PROBLEM TO SOLVE —
Only one number is wanted here: how many lines of the data hold "derive".
BEGIN DATA EXTRACTS
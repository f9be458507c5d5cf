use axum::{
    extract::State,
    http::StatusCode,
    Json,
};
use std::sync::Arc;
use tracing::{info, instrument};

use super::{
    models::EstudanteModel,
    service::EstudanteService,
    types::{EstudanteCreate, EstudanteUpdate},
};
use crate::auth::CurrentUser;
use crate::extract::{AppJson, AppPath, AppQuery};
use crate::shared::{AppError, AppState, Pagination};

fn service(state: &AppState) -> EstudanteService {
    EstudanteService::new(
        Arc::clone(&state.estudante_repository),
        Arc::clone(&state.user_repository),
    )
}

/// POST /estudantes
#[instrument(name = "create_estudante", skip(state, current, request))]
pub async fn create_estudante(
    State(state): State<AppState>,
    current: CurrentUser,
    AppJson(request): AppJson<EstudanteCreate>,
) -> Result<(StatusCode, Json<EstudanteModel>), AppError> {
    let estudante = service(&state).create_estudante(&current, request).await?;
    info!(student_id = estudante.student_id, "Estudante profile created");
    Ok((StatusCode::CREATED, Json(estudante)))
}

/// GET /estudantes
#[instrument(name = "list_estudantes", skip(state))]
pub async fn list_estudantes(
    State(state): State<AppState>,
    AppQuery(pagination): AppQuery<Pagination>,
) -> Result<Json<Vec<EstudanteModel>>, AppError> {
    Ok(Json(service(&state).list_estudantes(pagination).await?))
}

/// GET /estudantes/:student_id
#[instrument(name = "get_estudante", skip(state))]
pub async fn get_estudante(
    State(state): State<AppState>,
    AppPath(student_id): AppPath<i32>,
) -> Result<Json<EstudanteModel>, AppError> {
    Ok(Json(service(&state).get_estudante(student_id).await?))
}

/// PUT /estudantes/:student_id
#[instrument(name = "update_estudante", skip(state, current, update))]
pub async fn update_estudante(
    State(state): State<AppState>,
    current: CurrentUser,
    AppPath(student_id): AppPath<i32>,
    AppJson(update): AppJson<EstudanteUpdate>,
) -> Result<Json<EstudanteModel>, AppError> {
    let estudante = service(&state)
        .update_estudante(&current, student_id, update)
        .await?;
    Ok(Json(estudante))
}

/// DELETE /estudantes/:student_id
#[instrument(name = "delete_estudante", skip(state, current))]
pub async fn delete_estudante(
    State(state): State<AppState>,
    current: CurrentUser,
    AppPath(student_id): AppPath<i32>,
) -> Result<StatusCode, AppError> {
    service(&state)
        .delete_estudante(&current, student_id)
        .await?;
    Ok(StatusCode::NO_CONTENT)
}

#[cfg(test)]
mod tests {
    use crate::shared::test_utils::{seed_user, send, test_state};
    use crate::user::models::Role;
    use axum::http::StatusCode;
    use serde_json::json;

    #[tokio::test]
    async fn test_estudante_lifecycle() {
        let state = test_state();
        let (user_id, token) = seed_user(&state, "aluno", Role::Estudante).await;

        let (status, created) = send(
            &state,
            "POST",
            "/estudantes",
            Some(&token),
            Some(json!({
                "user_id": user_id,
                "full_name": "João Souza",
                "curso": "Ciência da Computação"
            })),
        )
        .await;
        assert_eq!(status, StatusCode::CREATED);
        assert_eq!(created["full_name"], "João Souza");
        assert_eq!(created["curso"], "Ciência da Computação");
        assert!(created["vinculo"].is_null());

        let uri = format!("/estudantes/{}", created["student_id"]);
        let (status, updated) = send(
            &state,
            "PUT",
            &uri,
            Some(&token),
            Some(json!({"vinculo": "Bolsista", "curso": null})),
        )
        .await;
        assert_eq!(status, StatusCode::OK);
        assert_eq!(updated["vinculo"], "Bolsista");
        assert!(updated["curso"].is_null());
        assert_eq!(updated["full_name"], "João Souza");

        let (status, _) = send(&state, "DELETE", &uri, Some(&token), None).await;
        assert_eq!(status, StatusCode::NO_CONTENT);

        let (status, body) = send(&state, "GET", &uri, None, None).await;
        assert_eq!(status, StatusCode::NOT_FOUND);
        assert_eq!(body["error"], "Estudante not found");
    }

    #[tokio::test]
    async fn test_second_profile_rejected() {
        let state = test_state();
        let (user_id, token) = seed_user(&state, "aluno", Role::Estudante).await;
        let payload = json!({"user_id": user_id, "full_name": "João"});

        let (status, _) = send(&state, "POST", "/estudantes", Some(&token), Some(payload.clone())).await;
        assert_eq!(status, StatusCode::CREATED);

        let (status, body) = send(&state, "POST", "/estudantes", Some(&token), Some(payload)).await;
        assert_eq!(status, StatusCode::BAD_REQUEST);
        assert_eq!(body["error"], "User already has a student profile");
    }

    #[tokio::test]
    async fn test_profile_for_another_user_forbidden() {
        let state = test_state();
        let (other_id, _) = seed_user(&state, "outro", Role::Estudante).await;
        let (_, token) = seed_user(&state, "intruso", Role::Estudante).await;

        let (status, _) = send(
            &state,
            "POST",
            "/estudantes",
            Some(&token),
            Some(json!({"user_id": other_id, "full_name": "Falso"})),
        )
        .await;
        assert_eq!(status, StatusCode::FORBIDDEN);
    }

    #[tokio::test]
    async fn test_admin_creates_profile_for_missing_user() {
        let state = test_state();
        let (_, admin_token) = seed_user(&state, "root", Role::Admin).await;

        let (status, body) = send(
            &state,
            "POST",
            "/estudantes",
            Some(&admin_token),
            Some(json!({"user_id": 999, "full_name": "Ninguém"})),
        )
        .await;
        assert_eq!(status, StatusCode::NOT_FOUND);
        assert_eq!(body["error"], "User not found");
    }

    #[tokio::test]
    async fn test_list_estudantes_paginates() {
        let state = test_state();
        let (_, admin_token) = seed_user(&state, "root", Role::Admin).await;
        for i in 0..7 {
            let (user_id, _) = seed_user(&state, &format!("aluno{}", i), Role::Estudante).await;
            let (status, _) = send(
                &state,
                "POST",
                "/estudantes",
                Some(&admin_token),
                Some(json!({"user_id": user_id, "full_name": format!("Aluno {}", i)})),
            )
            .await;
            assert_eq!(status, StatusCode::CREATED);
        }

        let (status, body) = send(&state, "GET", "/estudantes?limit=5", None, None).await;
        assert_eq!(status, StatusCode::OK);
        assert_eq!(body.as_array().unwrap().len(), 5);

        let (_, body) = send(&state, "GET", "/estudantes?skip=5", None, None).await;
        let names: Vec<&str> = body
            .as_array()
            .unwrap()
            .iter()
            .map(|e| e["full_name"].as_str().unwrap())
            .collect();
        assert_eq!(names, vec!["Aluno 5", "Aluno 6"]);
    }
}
END DATA EXTRACTS
BEGIN DATA EXTRACTS
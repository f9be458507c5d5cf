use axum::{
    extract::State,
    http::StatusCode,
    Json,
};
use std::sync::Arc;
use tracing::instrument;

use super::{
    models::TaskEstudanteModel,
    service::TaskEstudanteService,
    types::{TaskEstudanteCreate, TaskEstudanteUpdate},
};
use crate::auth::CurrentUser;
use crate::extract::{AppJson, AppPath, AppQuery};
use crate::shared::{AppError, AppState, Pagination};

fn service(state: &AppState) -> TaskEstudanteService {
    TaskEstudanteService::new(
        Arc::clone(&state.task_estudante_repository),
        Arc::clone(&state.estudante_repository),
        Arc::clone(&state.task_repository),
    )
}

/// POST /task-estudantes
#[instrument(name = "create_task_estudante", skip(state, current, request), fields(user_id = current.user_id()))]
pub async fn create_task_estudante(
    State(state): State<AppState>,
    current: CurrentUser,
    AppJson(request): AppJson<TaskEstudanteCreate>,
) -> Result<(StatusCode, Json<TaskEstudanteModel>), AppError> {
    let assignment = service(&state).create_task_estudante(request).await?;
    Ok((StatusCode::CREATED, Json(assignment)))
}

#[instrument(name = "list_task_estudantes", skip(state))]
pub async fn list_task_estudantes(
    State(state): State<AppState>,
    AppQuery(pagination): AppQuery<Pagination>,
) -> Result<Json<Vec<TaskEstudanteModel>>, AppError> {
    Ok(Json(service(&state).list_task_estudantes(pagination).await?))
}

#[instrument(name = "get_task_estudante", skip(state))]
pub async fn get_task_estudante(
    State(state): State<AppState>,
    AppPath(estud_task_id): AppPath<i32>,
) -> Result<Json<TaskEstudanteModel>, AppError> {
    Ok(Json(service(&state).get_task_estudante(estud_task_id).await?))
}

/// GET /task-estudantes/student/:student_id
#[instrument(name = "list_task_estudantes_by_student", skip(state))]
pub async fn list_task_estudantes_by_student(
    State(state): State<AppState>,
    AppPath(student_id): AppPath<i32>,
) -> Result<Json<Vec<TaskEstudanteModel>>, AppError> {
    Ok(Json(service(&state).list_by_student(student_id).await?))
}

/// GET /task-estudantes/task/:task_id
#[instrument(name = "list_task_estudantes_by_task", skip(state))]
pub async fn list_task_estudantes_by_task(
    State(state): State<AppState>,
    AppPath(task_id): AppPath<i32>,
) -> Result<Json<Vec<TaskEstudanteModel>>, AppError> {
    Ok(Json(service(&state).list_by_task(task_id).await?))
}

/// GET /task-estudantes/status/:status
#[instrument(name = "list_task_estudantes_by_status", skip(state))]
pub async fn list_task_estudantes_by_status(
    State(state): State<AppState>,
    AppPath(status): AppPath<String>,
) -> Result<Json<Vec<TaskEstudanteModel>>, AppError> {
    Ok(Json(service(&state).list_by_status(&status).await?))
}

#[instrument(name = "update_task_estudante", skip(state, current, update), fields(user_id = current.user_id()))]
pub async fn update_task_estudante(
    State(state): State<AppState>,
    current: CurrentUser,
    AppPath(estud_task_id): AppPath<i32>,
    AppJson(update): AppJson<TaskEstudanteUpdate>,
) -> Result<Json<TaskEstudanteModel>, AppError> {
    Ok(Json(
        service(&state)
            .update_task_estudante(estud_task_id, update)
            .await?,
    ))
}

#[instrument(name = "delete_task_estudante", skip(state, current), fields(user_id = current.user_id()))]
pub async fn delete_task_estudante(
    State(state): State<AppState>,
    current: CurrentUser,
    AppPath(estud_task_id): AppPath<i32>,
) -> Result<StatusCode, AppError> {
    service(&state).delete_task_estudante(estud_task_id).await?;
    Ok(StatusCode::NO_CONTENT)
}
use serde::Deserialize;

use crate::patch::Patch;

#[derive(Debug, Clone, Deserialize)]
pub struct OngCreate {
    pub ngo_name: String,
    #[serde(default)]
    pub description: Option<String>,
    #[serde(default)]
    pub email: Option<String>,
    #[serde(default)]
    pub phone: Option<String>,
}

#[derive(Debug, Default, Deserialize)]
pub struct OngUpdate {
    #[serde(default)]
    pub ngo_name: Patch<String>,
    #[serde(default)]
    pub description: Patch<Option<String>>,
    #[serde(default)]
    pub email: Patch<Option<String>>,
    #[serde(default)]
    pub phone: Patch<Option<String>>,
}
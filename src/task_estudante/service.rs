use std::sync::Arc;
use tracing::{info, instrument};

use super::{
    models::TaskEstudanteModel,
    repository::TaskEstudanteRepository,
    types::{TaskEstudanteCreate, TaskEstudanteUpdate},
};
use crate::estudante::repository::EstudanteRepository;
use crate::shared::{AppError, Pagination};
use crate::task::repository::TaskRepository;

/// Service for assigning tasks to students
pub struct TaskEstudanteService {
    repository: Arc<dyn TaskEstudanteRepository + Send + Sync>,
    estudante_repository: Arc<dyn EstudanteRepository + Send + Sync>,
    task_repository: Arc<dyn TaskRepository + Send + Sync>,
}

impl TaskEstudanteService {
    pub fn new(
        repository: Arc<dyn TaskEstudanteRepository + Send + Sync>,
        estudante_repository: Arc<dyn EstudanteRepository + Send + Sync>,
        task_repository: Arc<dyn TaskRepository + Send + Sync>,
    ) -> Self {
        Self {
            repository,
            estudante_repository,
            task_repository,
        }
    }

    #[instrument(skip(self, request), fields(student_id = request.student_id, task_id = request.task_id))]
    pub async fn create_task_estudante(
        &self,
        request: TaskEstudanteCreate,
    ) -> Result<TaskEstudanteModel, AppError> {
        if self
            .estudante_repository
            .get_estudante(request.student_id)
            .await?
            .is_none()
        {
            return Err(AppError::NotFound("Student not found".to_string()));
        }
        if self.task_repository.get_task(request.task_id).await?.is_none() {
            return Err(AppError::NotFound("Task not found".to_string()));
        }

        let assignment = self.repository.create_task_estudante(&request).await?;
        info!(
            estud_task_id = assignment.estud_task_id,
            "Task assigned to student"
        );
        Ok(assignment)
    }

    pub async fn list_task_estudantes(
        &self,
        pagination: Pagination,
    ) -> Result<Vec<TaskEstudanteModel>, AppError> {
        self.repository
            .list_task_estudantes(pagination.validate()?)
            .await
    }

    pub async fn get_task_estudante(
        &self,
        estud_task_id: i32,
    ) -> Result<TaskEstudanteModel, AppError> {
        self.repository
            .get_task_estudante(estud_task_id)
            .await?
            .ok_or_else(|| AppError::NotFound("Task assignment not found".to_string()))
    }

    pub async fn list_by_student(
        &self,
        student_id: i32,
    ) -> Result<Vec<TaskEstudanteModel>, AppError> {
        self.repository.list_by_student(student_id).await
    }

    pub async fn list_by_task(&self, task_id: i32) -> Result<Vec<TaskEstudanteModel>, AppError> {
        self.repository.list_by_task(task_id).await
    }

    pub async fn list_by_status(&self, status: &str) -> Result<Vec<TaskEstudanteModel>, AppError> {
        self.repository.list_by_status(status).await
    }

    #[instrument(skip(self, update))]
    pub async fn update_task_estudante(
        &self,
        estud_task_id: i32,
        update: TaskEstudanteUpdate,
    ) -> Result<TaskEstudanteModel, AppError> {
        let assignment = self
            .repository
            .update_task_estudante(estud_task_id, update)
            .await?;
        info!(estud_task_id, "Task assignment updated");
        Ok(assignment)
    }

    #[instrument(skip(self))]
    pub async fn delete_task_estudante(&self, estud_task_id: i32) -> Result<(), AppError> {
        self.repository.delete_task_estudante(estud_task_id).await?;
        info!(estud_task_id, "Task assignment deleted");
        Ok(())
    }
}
END DATA EXTRACTS
WRITTEN REPLY —
2